Confidential meets and eats with Nathanial Tofan
It is common knowledge that when Manchester House opened in 2013, at a cost of £3 million, its aim was to bring a much coveted Michelin star to the city. No Manchester restaurant had managed it since The French at The Midland Hotel gained one in 1974 - the year the very first UK Michelin Guide was published.
The late Living Ventures boss Tim Bacon appointed head chef Aiden Byrne who, in 1994, at the age of 22, had become the youngest chef to gain a Michelin star during his time at Adlard's in Norwich. In 2002, he would earn another at The Commons Restaurant in Dublin.
Four years after Byrne's appointment and that little red star still remains elusive, however (and much more importantly), the fine-dining restaurant continues to trade well and maintain consistently high standards.
Earlier this month the group announced that Byrne would be moved into a wider consultancy role, advising on menus at restaurants within the Living Ventures including Australasia, Artisan and Grand Pacific, allowing some new talent to emerge.
And they have not had to look too far.
Step forward Nottingham-born Nathanial Tofan, 28, who replaced Byrne as head chef three weeks ago.
Regular diners might recognise the athletic six-foot blond, as Nathan has worked alongside Aiden Byrne in the open kitchens since Manchester House opened, working his way through the ranks as sous and senior sous. Before that, he worked at Australasia. This will be his first head chef position.
“I want to push this restaurant as far as it can go, that’s why I’m here,” he told us on a recent visit. “I’ve always been driven and ambitious. I’ve got so many ideas.”
A trio of complimentary hors d’oeuvres gave us a glimpse into Nathan’s style
Manchester House has consistently been seen as a fine-dining destination and Tofan insists it will remain so, with no plans for any 'sudden or dramatic changes'. However, he is intent on making his own mark, marrying classical flavours and exacting presentation with his 'own interpretation'.
Tofan tells us he has adopted a strong supporting team, though the numbers in the kitchen - which was always one of the busiest (and most expensive) in the city - have been trimmed down a little. However, the chef is keen to stress that almost everything will still be made on-site, from 'stock bases to handmade chocolates'.

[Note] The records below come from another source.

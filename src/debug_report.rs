use chatsieve::{ChainMetrics, Compiled, EvaluationContext, Rule};
use std::path::Path;

mod ansi {
    pub const RESET: &str = "\x1b[0m";
    pub const DIM: &str = "\x1b[2m";
    pub const BOLD: &str = "\x1b[1m";

    pub const RED: &str = "\x1b[31m";
    pub const GREEN: &str = "\x1b[32m";
    pub const YELLOW: &str = "\x1b[33m";
    pub const BLUE: &str = "\x1b[34m";
    pub const CYAN: &str = "\x1b[36m";
    pub const GRAY: &str = "\x1b[90m";

    pub struct Palette {
        enabled: bool,
    }

    impl Palette {
        pub fn new(enabled: bool) -> Self {
            Self { enabled }
        }

        pub fn paint(&self, s: impl AsRef<str>, color: &str) -> String {
            if self.enabled { format!("{}{}{}", color, s.as_ref(), RESET) } else { s.as_ref().to_string() }
        }

        pub fn bold(&self, s: impl AsRef<str>) -> String {
            if self.enabled { format!("{}{}{}", BOLD, s.as_ref(), RESET) } else { s.as_ref().to_string() }
        }

        pub fn dim(&self, s: impl AsRef<str>) -> String {
            if self.enabled { format!("{}{}{}", DIM, s.as_ref(), RESET) } else { s.as_ref().to_string() }
        }
    }
}

pub struct Report<'a> {
    pub rules_path: &'a Path,
    pub compiled: &'a Compiled,
    pub ctx: &'a EvaluationContext,
    pub metrics: &'a ChainMetrics,
    pub effects: Vec<String>,
    pub score: f64,
}

pub fn print_run(report: &Report<'_>, color: bool) {
    let palette = ansi::Palette::new(color);
    let ctx = report.ctx;
    println!(
        "\n{}",
        palette.bold(palette.paint(format!("⚙  {} {}: \"{}\"", ctx.listener(), ctx.actor(), ctx.original_text()), ansi::CYAN))
    );

    println!("\n{}", palette.paint("━━━ Chain ━━━", ansi::GRAY));
    print_chain(report, &palette);

    println!("\n{}", palette.paint("━━━ Matches ━━━", ansi::GRAY));
    if report.metrics.matched_lines.is_empty() {
        println!("{}", palette.dim("  No rule matched"));
    } else {
        for line in &report.metrics.matched_lines {
            match report.compiled.chain.rules().iter().find(|rule| rule.source_line() == *line) {
                Some(rule) => print_rule(rule, &palette),
                None => println!("  {}", palette.paint(format!("line {line}"), ansi::YELLOW)),
            }
        }
    }

    if !report.effects.is_empty() {
        println!("\n{}", palette.paint("━━━ Effects ━━━", ansi::GRAY));
        for effect in &report.effects {
            println!("  {} {}", palette.paint("•", ansi::BLUE), effect);
        }
    }

    if !ctx.log_entries().is_empty() {
        println!("\n{}", palette.paint("━━━ Log ━━━", ansi::GRAY));
        for entry in ctx.log_entries() {
            println!("  {}", palette.dim(entry));
        }
    }

    println!("\n{}", palette.paint("━━━ Result ━━━", ansi::GRAY));
    print_result(report, &palette);

    println!("\n{}", palette.paint("━━━ Timing ━━━", ansi::GRAY));
    println!(
        "  Total: {}  │  Evaluated: {}  │  Matched: {}  │  Actions: {}",
        palette.paint(format!("{:?}", report.metrics.total), ansi::GREEN),
        palette.paint(report.metrics.rules_evaluated.to_string(), ansi::CYAN),
        palette.paint(report.metrics.rules_matched.to_string(), ansi::CYAN),
        palette.dim(report.metrics.actions_executed.to_string()),
    );
    println!();
}

fn print_chain(report: &Report<'_>, palette: &ansi::Palette) {
    println!(
        "  {} {}  {} {}",
        palette.paint(report.compiled.chain.name(), ansi::BLUE),
        palette.dim(format!("({})", report.rules_path.display())),
        palette.dim("rules:"),
        palette.paint(report.compiled.chain.rule_count().to_string(), ansi::YELLOW)
    );
    for diagnostic in &report.compiled.diagnostics {
        println!("  {} {}", palette.paint("✗", ansi::RED), palette.paint(diagnostic.to_string(), ansi::YELLOW));
    }
}

fn print_rule(rule: &Rule, palette: &ansi::Palette) {
    let keywords = rule.actions().iter().map(|action| action.keyword()).collect::<Vec<_>>().join(", ");
    println!(
        "  {} {} {} {}",
        palette.paint(format!("[line {}]", rule.source_line()), ansi::GRAY),
        palette.bold(palette.paint(rule.condition().source(), ansi::GREEN)),
        palette.dim("│"),
        palette.paint(keywords, ansi::CYAN),
    );
    if let Some(label) = rule.label() {
        println!("      {} {}  {}", palette.dim("id:"), palette.paint(&label.id, ansi::BLUE), palette.dim(&label.description));
    }
}

fn print_result(report: &Report<'_>, palette: &ansi::Palette) {
    let ctx = report.ctx;
    let text = if ctx.text_changed() { palette.paint(ctx.current_text(), ansi::GREEN) } else { palette.dim(ctx.current_text()) };
    println!("  {} {}", palette.dim("text:"), text);

    let flag = |set: bool, label: &str| if set { palette.paint(label, ansi::RED) } else { palette.dim(format!("not {label}")) };
    println!("  {}  │  {}", flag(ctx.is_cancelled(), "cancelled"), flag(ctx.is_halted(), "halted"));

    if report.metrics.failures > 0 {
        println!("  {}", palette.paint(format!("{} action(s) failed", report.metrics.failures), ansi::YELLOW));
    }
    if report.score > 0.0 {
        println!("  {} {}", palette.dim("points:"), palette.paint(format!("{:.2}", report.score), ansi::YELLOW));
    }
}
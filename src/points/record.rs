use super::threshold::{Crossing, Threshold};
use crate::ActorId;
use chrono::{DateTime, Utc};
use std::collections::HashSet;
use std::sync::Arc;

/// One actor's score. Only the `PointManager` mutates records.
#[derive(Debug, Clone)]
pub struct PointRecord {
    actor: ActorId,
    score: f64,
    last_decay: DateTime<Utc>,
    /// Names of the thresholds this actor is currently at or above.
    above: HashSet<String>,
}

impl PointRecord {
    pub(crate) fn new(actor: ActorId) -> Self {
        PointRecord { actor, score: 0.0, last_decay: Utc::now(), above: HashSet::new() }
    }

    pub fn actor(&self) -> &ActorId {
        &self.actor
    }

    pub fn score(&self) -> f64 {
        self.score
    }

    pub fn last_decay(&self) -> DateTime<Utc> {
        self.last_decay
    }

    pub fn is_above(&self, threshold: &str) -> bool {
        self.above.contains(threshold)
    }

    /// Nothing left worth keeping.
    pub(crate) fn is_idle(&self) -> bool {
        self.score <= 0.0 && self.above.is_empty()
    }

    pub(crate) fn apply(&mut self, delta: f64) -> f64 {
        self.score = (self.score + delta).max(0.0);
        self.score
    }

    pub(crate) fn decay(&mut self, amount: f64, now: DateTime<Utc>) -> f64 {
        self.last_decay = now;
        self.apply(-amount)
    }

    /// Update the above/below state against `thresholds` (sorted by level)
    /// and return the crossings in firing order.
    pub(crate) fn crossings(&mut self, thresholds: &[Arc<Threshold>]) -> Vec<(Arc<Threshold>, Crossing)> {
        let mut rising = Vec::new();
        let mut falling = Vec::new();
        for threshold in thresholds {
            let now_above = self.score >= threshold.level();
            let was_above = self.above.contains(threshold.name());
            match (was_above, now_above) {
                (false, true) => {
                    self.above.insert(threshold.name().to_string());
                    rising.push((Arc::clone(threshold), Crossing::Ascending));
                }
                (true, false) => {
                    self.above.remove(threshold.name());
                    falling.push((Arc::clone(threshold), Crossing::Descending));
                }
                _ => {}
            }
        }
        falling.reverse();
        rising.extend(falling);
        rising
    }
}

#[cfg(test)]
mod tests {
    use super::*;

    fn levels(levels: &[(&str, f64)]) -> Vec<Arc<Threshold>> {
        levels.iter().map(|&(name, level)| Arc::new(Threshold::new(name, level, Vec::new(), Vec::new()))).collect()
    }

    #[test]
    fn score_clamps_at_zero() {
        let mut record = PointRecord::new(ActorId::new("alice"));
        assert_eq!(record.apply(3.0), 3.0);
        assert_eq!(record.apply(-5.0), 0.0);
        assert!(record.is_idle());
    }

    #[test]
    fn crossings_fire_once_in_level_order() {
        let thresholds = levels(&[("low", 5.0), ("high", 10.0)]);
        let mut record = PointRecord::new(ActorId::new("alice"));

        record.apply(12.0);
        let up: Vec<(String, Crossing)> =
            record.crossings(&thresholds).into_iter().map(|(t, c)| (t.name().to_string(), c)).collect();
        assert_eq!(up, [("low".to_string(), Crossing::Ascending), ("high".to_string(), Crossing::Ascending)]);
        assert!(record.crossings(&thresholds).is_empty());

        record.decay(12.0, Utc::now());
        let down: Vec<String> = record.crossings(&thresholds).iter().map(|(t, _)| t.name().to_string()).collect();
        assert_eq!(down, ["high", "low"]);
        assert!(record.is_idle());
    }
}
//! Service configuration, read from TOML.
//!
//! Every field has a default, so an empty file (or none at all) is a valid
//! configuration. A malformed file is reported and replaced by the defaults.
//!
//! ```toml
//! [logging]
//! level = "info"
//!
//! [folders]
//! rules = "rules"
//! text = "textfiles"
//!
//! [filter]
//! decolor = true
//! spam_filter = true
//! command_list = ["msg", "tell"]
//!
//! [points]
//! enabled = true
//! leak = { points = 1, interval = 30 }
//!
//! [points.thresholds.warn]
//! points = 10
//! actions.ascending = ["respond You are close to being kicked."]
//! actions.descending = ["respond You're back in good standing."]
//! ```

use crate::error::ConfigError;
use serde::Deserialize;
use std::collections::BTreeMap;
use std::fs;
use std::path::{Path, PathBuf};
use std::str::FromStr;
use std::time::Duration;

/// Default configuration file name, relative to the service base directory.
pub const DEFAULT_CONFIG_FILE: &str = "chatsieve.toml";

#[derive(Debug, Clone, Default, PartialEq, Deserialize)]
#[serde(default)]
pub struct FilterConfig {
    pub logging: LoggingConfig,
    pub folders: Folders,
    pub filter: FilterOptions,
    pub points: PointsConfig,
    pub messages: Messages,
    pub cache: CacheConfig,
}

impl FilterConfig {
    pub fn from_file(path: impl AsRef<Path>) -> Result<Self, ConfigError> {
        let path = path.as_ref();
        let content = fs::read_to_string(path).map_err(|error| ConfigError::Io { path: path.to_path_buf(), error })?;
        content.parse()
    }

    /// Load `path`, falling back to defaults when it is missing or malformed.
    pub fn load_or_default(path: impl AsRef<Path>) -> Self {
        let path = path.as_ref();
        match Self::from_file(path) {
            Ok(config) => config,
            Err(ConfigError::Io { error, .. }) if error.kind() == std::io::ErrorKind::NotFound => {
                tracing::info!(path = %path.display(), "no configuration file; using defaults");
                Self::default()
            }
            Err(error) => {
                tracing::warn!(path = %path.display(), %error, "using default configuration");
                Self::default()
            }
        }
    }
}

impl FromStr for FilterConfig {
    type Err = ConfigError;

    fn from_str(source: &str) -> Result<Self, Self::Err> {
        Ok(toml::from_str(source)?)
    }
}

// --- Sections ----------------------------------------------------------------

#[derive(Debug, Clone, Default, PartialEq, Deserialize)]
#[serde(default)]
pub struct LoggingConfig {
    /// Level rule log entries are emitted at.
    pub level: LogLevel,
}

#[derive(Debug, Clone, Copy, Default, PartialEq, Eq, Deserialize)]
#[serde(rename_all = "lowercase")]
pub enum LogLevel {
    Trace,
    Debug,
    #[default]
    Info,
    Warn,
    Error,
}

#[derive(Debug, Clone, PartialEq, Deserialize)]
#[serde(default)]
pub struct Folders {
    /// Rule files; every `*.txt` inside becomes a chain named after its stem.
    pub rules: PathBuf,
    /// Files read by `respondfile` and `broadcastfile`.
    pub text: PathBuf,
}

impl Default for Folders {
    fn default() -> Self {
        Folders { rules: PathBuf::from("rules"), text: PathBuf::from("textfiles") }
    }
}

impl Folders {
    pub fn rules_dir(&self, base: &Path) -> Result<PathBuf, ConfigError> {
        resolve_dir(base, &self.rules)
    }

    pub fn text_dir(&self, base: &Path) -> Result<PathBuf, ConfigError> {
        resolve_dir(base, &self.text)
    }
}

/// Absolute paths are kept, relative ones are joined to `base`; either way
/// the directory is created if missing.
pub(crate) fn resolve_dir(base: &Path, dir: &Path) -> Result<PathBuf, ConfigError> {
    let path = if dir.is_absolute() { dir.to_path_buf() } else { base.join(dir) };
    if !path.is_dir() {
        fs::create_dir_all(&path).map_err(|error| ConfigError::Directory { path: path.clone(), error })?;
        tracing::info!(path = %path.display(), "created directory");
    }
    Ok(path)
}

/// Switches for the per-category front ends.
#[derive(Debug, Clone, PartialEq, Deserialize)]
#[serde(default)]
pub struct FilterOptions {
    /// Strip colour codes from chat unless the actor may use colour.
    pub decolor: bool,
    /// Cancel a chat line identical to the actor's previous one.
    pub spam_filter: bool,
    /// Same, for commands.
    pub command_spam_filter: bool,
    pub command_filter: bool,
    pub sign_filter: bool,
    pub console_filter: bool,
    /// When non-empty, only these commands are filtered.
    pub command_list: Vec<String>,
    /// Commands never filtered.
    pub command_blacklist: Vec<String>,
    /// Commands whose arguments go through the chat chain (`me`, `say`, ...).
    pub command_as_chat: Vec<String>,
}

impl Default for FilterOptions {
    fn default() -> Self {
        FilterOptions {
            decolor: false,
            spam_filter: false,
            command_spam_filter: false,
            command_filter: true,
            sign_filter: true,
            console_filter: false,
            command_list: Vec::new(),
            command_blacklist: Vec::new(),
            command_as_chat: Vec::new(),
        }
    }
}

#[derive(Debug, Clone, Default, PartialEq, Deserialize)]
#[serde(default)]
pub struct PointsConfig {
    pub enabled: bool,
    pub leak: LeakConfig,
    pub thresholds: BTreeMap<String, ThresholdConfig>,
}

#[derive(Debug, Clone, PartialEq, Deserialize)]
#[serde(default)]
pub struct LeakConfig {
    /// Points removed from every score per tick.
    pub points: f64,
    /// Seconds between ticks.
    pub interval: u64,
}

impl Default for LeakConfig {
    fn default() -> Self {
        LeakConfig { points: 1.0, interval: 30 }
    }
}

#[derive(Debug, Clone, Default, PartialEq, Deserialize)]
#[serde(default)]
pub struct ThresholdConfig {
    pub points: f64,
    pub actions: ThresholdActions,
}

/// Action lines, written exactly as after `then` in a rule.
#[derive(Debug, Clone, Default, PartialEq, Deserialize)]
#[serde(default)]
pub struct ThresholdActions {
    pub ascending: Vec<String>,
    pub descending: Vec<String>,
}

/// Default texts for actions and front-end notices.
#[derive(Debug, Clone, PartialEq, Deserialize)]
#[serde(default)]
pub struct Messages {
    pub kick: String,
    pub kill: String,
    pub burn: String,
    pub fine: String,
    pub mute: String,
    pub global_mute: String,
    pub spam: String,
    pub sign_broken: String,
}

impl Default for Messages {
    fn default() -> Self {
        Messages {
            kick: "You have been kicked for your language.".into(),
            kill: "%player% died of a filthy mouth.".into(),
            burn: "&cWatch your language!".into(),
            fine: "&cYou have been fined for your language.".into(),
            mute: "&cYou have been muted.".into(),
            global_mute: "&cChat is currently muted.".into(),
            spam: "&cRepeating the same message is not allowed.".into(),
            sign_broken: "&cYour sign broke, there's something wrong with it.".into(),
        }
    }
}

/// Bounds for the last-message cache.
#[derive(Debug, Clone, PartialEq, Deserialize)]
#[serde(default)]
pub struct CacheConfig {
    pub capacity: usize,
    /// Seconds an entry lives.
    pub ttl: u64,
}

impl CacheConfig {
    pub fn ttl(&self) -> Duration {
        Duration::from_secs(self.ttl)
    }
}

impl Default for CacheConfig {
    fn default() -> Self {
        CacheConfig { capacity: 1024, ttl: 300 }
    }
}

#[cfg(test)]
mod tests {
    use super::*;

    #[test]
    fn empty_source_is_all_defaults() {
        let config: FilterConfig = "".parse().unwrap();
        assert_eq!(config, FilterConfig::default());
        assert_eq!(config.points.leak, LeakConfig { points: 1.0, interval: 30 });
        assert!(config.filter.command_filter);
        assert!(!config.points.enabled);
        assert_eq!(config.logging.level, LogLevel::Info);
    }

    #[test]
    fn parses_every_section() {
        let config: FilterConfig = r#"
            [logging]
            level = "debug"

            [folders]
            rules = "/srv/rules"

            [filter]
            decolor = true
            command_list = ["msg", "tell"]
            command_as_chat = ["me"]

            [points]
            enabled = true
            leak = { points = 2.5, interval = 10 }

            [points.thresholds.warn]
            points = 10
            actions.ascending = ["respond careful", "log %player% warned"]

            [messages]
            kick = "bye"

            [cache]
            ttl = 5
        "#
        .parse()
        .unwrap();

        assert_eq!(config.logging.level, LogLevel::Debug);
        assert_eq!(config.folders.rules, PathBuf::from("/srv/rules"));
        assert_eq!(config.folders.text, PathBuf::from("textfiles"));
        assert!(config.filter.decolor);
        assert_eq!(config.filter.command_list, ["msg", "tell"]);
        assert_eq!(config.points.leak.points, 2.5);
        let warn = &config.points.thresholds["warn"];
        assert_eq!(warn.points, 10.0);
        assert_eq!(warn.actions.ascending.len(), 2);
        assert!(warn.actions.descending.is_empty());
        assert_eq!(config.messages.kick, "bye");
        assert_eq!(config.messages.mute, Messages::default().mute);
        assert_eq!(config.cache.ttl(), Duration::from_secs(5));
        assert_eq!(config.cache.capacity, 1024);
    }

    #[test]
    fn malformed_file_falls_back_to_defaults() {
        let dir = tempfile::tempdir().unwrap();
        let path = dir.path().join(DEFAULT_CONFIG_FILE);
        fs::write(&path, "[points\nenabled = ").unwrap();

        assert!(matches!(FilterConfig::from_file(&path), Err(ConfigError::Parse(_))));
        assert_eq!(FilterConfig::load_or_default(&path), FilterConfig::default());
        assert_eq!(FilterConfig::load_or_default(dir.path().join("missing.toml")), FilterConfig::default());
    }

    #[test]
    fn relative_folders_are_created_under_base() {
        let dir = tempfile::tempdir().unwrap();
        let folders = Folders::default();
        let rules = folders.rules_dir(dir.path()).unwrap();
        assert_eq!(rules, dir.path().join("rules"));
        assert!(rules.is_dir());

        let blocker = dir.path().join("file");
        fs::write(&blocker, "").unwrap();
        let nested = Folders { text: blocker.join("text"), ..Folders::default() };
        assert!(matches!(nested.text_dir(dir.path()), Err(ConfigError::Directory { .. })));
    }
}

And with that The Tof is off and back on the pans.
For quality and value, their lunchtime deal remains one of the best in town - with two courses £22.50 and three courses £27.50 - which is likely why the place was buzzing when we visited on a Tuesday. Of course, you’re more than welcome to push the boat out with ten courses for £70 with a wine flight for £45 plus your pick of the excellent cheese trolley for £15.
A trio of complimentary hors d’oeuvres gave us a glimpse into Nathan’s style; tapioca cracker with pickled nasturtium buds, flowers and leaves; tender duck hearts on a sourdough cracker and a black cone filled with foie gras mousse and a sweet jelly topped with shards of crispy chicken skin.
Nathanial Tofan has injected Manchester House with both new blood and new ideas
Of the starters on the lunchtime menu, it was Texel lamb with sweetbreads and onion puree, with deeply satisfying savoury layers of flavour and texture, which impressed most, followed by a delicate Alaskan crab with tiny cubes of pink fir apple potatoes and cubes of sweet potato.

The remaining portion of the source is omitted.